Problem to solve » Go through the records and copy each line where the string "Resource" occurs.

Extracted information »
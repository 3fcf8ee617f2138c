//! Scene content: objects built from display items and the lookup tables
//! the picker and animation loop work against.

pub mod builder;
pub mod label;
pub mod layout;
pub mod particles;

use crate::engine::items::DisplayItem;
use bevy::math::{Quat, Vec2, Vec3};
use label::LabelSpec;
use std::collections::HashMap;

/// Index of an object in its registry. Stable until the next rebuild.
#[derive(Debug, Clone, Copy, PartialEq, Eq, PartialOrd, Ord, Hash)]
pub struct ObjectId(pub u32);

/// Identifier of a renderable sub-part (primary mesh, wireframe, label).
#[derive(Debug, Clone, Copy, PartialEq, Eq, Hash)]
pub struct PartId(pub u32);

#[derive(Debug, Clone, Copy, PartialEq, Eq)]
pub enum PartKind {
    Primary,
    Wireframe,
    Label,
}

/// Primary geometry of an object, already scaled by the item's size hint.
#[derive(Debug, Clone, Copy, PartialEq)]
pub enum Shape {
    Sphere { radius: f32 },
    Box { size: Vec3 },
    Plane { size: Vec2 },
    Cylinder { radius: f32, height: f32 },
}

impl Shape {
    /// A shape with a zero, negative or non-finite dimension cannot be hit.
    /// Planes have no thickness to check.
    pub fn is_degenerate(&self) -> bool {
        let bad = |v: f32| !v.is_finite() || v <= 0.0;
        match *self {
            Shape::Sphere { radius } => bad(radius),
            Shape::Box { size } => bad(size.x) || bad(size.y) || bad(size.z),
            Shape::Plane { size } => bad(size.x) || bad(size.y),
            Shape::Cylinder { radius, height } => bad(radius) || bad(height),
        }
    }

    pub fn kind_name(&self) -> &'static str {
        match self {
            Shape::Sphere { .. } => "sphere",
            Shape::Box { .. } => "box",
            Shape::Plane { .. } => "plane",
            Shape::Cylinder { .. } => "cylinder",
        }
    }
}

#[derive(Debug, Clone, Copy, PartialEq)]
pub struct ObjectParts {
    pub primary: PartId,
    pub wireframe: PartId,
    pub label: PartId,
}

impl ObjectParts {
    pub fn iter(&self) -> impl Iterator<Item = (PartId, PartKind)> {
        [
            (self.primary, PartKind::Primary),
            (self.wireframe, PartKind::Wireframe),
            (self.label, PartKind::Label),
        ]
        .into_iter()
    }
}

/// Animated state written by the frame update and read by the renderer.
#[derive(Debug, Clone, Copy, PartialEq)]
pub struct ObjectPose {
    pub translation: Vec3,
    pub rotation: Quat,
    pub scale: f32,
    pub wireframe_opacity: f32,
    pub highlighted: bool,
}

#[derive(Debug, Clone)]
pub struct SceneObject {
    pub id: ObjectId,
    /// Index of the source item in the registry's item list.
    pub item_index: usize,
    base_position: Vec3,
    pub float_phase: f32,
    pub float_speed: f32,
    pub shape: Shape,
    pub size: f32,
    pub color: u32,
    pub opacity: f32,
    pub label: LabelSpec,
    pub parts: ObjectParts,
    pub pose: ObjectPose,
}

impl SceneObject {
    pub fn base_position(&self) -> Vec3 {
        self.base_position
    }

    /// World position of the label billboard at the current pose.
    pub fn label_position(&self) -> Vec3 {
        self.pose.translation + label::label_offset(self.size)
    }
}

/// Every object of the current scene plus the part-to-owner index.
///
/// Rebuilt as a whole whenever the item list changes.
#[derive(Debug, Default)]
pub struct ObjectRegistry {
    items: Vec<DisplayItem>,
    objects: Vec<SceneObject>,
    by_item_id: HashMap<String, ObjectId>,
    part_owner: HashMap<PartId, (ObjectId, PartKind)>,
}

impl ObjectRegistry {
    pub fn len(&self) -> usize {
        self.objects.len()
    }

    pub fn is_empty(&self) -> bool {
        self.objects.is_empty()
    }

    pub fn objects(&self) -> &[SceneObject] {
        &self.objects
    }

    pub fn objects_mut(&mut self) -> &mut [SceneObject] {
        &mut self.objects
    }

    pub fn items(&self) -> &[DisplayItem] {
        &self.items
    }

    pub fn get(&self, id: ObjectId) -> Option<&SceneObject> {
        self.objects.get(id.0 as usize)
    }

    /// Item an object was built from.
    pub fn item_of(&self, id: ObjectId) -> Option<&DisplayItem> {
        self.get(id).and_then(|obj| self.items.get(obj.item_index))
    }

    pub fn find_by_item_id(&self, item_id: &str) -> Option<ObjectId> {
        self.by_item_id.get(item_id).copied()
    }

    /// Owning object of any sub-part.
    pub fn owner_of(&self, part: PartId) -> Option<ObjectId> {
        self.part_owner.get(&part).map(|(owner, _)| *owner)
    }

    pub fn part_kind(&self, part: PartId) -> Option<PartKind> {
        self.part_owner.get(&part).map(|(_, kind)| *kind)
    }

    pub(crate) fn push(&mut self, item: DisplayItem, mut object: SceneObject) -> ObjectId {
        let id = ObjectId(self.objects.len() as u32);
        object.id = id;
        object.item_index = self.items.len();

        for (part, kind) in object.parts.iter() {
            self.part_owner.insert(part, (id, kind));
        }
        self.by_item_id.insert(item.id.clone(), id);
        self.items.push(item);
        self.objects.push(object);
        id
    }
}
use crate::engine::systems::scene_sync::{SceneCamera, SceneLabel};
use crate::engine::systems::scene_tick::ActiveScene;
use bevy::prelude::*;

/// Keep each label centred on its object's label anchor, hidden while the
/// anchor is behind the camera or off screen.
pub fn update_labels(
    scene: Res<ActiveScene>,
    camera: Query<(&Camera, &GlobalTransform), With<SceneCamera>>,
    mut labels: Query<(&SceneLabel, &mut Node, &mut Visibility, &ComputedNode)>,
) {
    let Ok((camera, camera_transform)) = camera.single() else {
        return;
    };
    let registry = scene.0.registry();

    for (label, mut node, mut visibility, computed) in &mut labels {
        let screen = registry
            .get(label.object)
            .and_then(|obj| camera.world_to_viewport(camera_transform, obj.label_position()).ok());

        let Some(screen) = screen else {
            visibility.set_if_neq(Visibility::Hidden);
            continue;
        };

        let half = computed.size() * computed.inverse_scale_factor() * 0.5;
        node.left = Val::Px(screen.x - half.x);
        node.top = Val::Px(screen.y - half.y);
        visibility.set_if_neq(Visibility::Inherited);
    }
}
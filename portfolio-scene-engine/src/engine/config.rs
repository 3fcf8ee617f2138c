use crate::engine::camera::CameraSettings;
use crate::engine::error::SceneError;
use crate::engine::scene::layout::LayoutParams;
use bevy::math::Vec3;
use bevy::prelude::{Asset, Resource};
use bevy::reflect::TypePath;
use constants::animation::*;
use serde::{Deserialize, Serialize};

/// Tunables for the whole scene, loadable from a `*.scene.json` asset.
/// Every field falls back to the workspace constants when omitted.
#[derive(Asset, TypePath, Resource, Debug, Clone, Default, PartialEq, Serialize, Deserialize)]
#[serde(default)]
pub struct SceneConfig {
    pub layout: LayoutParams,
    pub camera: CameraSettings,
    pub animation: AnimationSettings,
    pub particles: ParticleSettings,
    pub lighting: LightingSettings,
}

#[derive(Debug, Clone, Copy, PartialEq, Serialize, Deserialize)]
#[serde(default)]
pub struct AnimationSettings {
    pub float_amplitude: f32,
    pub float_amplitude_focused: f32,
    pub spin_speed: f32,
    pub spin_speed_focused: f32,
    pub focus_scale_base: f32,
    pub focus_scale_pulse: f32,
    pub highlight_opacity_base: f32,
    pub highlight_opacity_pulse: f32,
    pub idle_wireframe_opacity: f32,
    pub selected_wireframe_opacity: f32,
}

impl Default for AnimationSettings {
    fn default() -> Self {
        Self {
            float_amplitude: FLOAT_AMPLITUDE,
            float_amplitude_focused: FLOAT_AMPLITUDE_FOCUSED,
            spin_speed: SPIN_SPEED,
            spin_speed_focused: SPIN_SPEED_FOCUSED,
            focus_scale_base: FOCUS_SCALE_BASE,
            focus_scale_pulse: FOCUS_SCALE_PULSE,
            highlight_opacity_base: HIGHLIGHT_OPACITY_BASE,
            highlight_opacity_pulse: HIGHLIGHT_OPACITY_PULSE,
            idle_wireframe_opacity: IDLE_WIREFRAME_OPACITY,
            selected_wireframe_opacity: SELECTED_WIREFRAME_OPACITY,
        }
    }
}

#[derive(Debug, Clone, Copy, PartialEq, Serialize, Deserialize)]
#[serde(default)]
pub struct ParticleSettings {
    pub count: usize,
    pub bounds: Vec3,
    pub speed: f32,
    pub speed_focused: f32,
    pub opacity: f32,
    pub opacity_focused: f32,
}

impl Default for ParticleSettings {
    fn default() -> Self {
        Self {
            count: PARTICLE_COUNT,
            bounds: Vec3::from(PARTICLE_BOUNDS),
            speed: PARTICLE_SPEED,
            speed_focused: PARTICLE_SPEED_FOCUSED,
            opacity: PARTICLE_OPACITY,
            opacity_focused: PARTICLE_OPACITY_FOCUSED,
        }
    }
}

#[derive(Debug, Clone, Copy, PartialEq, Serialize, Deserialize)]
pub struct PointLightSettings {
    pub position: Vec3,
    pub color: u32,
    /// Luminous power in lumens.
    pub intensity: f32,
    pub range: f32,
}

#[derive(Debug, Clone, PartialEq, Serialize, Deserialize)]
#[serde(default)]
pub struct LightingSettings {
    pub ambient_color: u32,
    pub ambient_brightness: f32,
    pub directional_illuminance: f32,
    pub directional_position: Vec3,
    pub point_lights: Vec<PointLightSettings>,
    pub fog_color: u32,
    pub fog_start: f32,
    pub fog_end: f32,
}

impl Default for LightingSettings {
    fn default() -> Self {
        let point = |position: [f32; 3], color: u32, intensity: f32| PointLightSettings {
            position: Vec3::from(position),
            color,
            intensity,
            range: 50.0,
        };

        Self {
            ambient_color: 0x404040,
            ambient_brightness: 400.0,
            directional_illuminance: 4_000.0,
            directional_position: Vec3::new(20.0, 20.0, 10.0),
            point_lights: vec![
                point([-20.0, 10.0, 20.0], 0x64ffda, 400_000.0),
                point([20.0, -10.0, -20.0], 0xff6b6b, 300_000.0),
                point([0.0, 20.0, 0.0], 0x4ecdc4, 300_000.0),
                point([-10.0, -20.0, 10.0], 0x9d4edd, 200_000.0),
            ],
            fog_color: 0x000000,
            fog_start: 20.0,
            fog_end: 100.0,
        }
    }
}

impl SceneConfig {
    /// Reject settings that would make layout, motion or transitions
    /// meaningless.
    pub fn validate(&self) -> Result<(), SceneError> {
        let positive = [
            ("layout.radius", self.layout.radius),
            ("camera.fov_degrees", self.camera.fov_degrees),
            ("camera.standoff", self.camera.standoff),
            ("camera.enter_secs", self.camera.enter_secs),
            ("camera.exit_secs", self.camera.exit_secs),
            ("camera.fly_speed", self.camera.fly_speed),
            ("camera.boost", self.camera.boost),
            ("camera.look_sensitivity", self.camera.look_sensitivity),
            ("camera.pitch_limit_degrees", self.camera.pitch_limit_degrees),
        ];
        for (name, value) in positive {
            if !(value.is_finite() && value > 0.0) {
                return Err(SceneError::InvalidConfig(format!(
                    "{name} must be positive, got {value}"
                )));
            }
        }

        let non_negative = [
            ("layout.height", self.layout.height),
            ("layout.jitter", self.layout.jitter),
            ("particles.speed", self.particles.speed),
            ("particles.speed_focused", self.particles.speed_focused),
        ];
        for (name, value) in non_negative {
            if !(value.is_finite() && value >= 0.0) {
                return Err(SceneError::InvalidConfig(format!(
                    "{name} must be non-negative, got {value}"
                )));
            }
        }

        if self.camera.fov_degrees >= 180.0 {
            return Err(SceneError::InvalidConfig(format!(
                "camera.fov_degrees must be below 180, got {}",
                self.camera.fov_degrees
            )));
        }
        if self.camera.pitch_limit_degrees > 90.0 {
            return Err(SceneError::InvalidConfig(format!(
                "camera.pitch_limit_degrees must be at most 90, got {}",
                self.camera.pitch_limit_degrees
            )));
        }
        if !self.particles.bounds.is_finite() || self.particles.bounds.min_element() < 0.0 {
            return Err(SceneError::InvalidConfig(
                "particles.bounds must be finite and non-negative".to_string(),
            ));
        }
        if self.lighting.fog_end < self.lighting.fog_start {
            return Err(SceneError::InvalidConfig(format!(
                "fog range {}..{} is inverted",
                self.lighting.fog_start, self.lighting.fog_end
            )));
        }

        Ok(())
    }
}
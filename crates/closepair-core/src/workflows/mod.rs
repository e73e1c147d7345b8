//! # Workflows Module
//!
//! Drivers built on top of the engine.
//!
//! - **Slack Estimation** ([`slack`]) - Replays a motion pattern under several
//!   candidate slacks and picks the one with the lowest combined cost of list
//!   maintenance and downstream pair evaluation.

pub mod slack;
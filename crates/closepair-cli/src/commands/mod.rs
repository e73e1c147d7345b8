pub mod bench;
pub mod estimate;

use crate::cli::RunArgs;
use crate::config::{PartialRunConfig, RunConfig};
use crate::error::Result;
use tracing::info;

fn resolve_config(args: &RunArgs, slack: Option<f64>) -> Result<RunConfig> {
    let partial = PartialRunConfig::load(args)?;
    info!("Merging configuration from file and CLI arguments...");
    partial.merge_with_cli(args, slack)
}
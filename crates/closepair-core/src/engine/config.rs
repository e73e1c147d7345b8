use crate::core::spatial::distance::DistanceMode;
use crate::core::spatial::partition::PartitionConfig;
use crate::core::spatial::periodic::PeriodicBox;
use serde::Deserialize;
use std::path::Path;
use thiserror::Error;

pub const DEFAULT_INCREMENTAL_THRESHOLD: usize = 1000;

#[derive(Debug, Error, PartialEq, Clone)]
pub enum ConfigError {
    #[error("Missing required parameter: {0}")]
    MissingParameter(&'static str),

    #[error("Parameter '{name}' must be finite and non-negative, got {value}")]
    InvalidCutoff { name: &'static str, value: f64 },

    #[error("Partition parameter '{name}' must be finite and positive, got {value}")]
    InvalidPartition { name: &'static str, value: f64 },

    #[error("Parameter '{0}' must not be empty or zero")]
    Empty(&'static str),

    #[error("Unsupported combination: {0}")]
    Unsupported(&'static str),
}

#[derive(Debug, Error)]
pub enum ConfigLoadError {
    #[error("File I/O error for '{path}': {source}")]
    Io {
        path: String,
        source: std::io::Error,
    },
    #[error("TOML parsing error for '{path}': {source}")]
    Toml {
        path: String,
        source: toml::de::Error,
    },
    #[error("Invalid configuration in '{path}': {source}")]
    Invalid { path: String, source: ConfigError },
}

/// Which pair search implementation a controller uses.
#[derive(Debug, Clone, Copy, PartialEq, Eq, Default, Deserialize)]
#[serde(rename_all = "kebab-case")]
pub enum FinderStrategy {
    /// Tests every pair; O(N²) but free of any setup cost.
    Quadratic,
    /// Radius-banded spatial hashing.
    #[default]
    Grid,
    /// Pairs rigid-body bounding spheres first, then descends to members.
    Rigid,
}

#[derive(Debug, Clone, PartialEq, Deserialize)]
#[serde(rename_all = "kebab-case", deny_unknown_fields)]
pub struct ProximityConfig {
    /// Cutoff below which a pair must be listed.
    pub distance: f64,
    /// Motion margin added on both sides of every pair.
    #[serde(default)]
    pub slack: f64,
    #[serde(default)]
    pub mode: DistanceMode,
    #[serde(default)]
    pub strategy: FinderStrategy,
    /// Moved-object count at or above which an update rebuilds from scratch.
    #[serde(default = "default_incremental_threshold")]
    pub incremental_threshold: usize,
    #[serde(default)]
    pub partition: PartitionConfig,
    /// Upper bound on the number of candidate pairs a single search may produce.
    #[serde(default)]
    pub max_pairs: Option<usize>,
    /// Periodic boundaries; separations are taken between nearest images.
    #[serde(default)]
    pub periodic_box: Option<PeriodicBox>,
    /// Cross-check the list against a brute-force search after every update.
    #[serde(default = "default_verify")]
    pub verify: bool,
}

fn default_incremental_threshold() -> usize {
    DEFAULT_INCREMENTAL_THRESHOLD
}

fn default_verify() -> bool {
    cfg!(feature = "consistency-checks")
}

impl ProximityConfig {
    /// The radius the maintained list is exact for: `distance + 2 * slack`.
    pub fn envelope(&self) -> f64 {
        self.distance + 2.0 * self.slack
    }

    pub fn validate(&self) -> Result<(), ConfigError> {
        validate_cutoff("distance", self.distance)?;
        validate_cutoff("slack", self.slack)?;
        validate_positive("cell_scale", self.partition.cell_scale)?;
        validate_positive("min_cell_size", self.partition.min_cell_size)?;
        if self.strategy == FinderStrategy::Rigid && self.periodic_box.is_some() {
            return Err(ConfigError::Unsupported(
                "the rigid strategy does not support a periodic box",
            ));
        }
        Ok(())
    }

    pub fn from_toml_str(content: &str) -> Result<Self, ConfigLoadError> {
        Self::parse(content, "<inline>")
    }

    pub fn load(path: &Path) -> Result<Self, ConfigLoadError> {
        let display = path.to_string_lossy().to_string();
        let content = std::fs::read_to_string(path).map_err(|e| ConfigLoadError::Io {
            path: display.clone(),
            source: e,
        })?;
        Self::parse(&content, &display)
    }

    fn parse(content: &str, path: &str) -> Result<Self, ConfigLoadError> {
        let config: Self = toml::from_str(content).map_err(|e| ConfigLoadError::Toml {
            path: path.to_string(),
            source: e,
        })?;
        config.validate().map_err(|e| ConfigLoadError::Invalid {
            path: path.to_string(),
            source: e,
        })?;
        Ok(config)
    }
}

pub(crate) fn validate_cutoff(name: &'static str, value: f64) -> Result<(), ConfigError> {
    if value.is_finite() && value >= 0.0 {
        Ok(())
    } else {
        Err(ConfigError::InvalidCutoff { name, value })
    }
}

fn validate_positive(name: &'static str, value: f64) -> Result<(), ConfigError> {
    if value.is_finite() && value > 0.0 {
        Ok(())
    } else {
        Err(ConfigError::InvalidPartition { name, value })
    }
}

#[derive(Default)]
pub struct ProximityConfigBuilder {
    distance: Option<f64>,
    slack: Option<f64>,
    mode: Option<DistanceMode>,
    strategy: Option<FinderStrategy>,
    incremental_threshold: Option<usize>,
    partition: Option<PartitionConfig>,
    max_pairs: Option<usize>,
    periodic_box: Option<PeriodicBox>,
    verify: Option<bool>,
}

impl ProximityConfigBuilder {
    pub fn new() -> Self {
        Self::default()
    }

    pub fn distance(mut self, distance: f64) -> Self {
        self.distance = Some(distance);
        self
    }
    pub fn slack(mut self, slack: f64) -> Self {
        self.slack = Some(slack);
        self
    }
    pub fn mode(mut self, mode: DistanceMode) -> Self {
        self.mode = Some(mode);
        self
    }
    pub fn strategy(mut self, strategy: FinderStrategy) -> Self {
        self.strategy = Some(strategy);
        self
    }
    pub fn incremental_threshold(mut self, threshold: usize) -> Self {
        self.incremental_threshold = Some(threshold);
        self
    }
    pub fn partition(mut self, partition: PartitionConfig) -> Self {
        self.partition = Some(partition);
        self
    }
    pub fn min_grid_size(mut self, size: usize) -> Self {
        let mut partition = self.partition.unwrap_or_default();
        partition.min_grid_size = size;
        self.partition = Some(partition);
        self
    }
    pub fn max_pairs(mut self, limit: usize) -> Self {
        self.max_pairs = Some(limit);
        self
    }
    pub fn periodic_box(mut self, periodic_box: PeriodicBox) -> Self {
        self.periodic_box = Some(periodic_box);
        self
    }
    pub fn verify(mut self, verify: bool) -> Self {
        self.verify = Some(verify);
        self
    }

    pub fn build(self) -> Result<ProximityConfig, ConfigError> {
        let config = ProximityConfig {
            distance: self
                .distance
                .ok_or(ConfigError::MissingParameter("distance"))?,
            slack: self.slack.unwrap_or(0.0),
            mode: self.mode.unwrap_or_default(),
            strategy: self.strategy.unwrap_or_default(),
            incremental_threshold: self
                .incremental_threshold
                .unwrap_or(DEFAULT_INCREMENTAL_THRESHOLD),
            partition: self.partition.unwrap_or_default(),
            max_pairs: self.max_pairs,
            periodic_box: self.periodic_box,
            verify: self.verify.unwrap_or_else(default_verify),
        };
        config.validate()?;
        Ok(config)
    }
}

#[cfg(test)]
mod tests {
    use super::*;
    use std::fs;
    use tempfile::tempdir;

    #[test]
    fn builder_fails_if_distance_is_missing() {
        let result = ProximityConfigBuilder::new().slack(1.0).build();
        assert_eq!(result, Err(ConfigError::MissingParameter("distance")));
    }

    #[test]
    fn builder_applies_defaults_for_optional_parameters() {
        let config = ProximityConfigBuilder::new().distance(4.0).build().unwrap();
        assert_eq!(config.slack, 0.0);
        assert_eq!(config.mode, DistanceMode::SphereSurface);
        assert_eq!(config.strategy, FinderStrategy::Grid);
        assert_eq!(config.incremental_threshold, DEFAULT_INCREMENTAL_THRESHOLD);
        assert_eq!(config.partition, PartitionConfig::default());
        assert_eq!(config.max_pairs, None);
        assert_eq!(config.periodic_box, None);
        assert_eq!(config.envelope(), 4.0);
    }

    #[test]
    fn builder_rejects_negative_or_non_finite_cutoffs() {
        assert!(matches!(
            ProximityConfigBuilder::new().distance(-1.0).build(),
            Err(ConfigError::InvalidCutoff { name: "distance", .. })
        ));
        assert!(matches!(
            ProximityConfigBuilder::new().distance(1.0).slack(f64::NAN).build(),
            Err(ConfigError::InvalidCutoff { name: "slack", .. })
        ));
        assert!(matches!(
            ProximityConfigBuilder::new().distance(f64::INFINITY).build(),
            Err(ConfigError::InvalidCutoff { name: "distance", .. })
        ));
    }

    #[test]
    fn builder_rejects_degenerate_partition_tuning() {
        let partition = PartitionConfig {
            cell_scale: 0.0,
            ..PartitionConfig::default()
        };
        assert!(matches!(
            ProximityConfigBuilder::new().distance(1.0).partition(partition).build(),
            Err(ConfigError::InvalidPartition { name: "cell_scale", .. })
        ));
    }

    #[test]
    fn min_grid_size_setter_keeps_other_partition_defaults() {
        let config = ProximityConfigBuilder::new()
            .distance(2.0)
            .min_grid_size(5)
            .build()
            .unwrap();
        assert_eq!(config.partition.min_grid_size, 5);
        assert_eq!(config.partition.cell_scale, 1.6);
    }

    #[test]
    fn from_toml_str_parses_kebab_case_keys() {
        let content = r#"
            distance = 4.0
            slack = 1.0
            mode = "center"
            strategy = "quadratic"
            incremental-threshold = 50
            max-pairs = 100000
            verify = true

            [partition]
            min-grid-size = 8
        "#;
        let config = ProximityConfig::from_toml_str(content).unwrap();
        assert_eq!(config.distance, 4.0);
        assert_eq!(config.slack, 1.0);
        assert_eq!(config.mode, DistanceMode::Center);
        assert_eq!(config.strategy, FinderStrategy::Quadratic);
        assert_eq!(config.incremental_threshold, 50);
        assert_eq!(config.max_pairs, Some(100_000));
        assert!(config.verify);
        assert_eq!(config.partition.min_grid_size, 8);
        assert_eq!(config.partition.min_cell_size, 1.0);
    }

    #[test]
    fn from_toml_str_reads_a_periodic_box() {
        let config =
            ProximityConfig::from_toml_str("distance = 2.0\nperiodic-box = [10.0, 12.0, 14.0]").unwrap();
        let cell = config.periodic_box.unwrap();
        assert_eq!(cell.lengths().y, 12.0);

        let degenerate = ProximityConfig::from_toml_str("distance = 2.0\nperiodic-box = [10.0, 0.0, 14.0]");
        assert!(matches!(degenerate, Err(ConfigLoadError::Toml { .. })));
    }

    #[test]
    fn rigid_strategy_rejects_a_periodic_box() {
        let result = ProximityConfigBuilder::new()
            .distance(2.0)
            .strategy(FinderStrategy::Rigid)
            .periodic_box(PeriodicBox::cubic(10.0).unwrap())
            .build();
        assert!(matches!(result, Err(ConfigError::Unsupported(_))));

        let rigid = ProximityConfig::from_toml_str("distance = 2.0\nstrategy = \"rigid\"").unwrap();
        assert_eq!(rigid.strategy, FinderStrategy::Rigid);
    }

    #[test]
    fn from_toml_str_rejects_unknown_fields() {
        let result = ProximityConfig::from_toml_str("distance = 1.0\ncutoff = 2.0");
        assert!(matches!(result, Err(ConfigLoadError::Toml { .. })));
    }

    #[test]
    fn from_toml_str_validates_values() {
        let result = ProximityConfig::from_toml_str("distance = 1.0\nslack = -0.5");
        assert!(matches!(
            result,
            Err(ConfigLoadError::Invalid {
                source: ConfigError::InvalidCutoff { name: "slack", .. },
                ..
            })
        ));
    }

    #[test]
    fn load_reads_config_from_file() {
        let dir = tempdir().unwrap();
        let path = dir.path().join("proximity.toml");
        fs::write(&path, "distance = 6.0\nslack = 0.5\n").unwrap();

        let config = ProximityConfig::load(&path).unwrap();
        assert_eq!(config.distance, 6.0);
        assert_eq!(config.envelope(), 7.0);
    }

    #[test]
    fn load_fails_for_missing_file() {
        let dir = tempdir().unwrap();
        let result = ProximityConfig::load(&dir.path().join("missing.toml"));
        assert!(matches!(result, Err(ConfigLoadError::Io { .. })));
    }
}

Answer to the exercise »
use bevy::prelude::{Asset, Resource};
#[derive(Asset, TypePath, Resource, Debug, Clone, Default, PartialEq, Serialize, Deserialize)]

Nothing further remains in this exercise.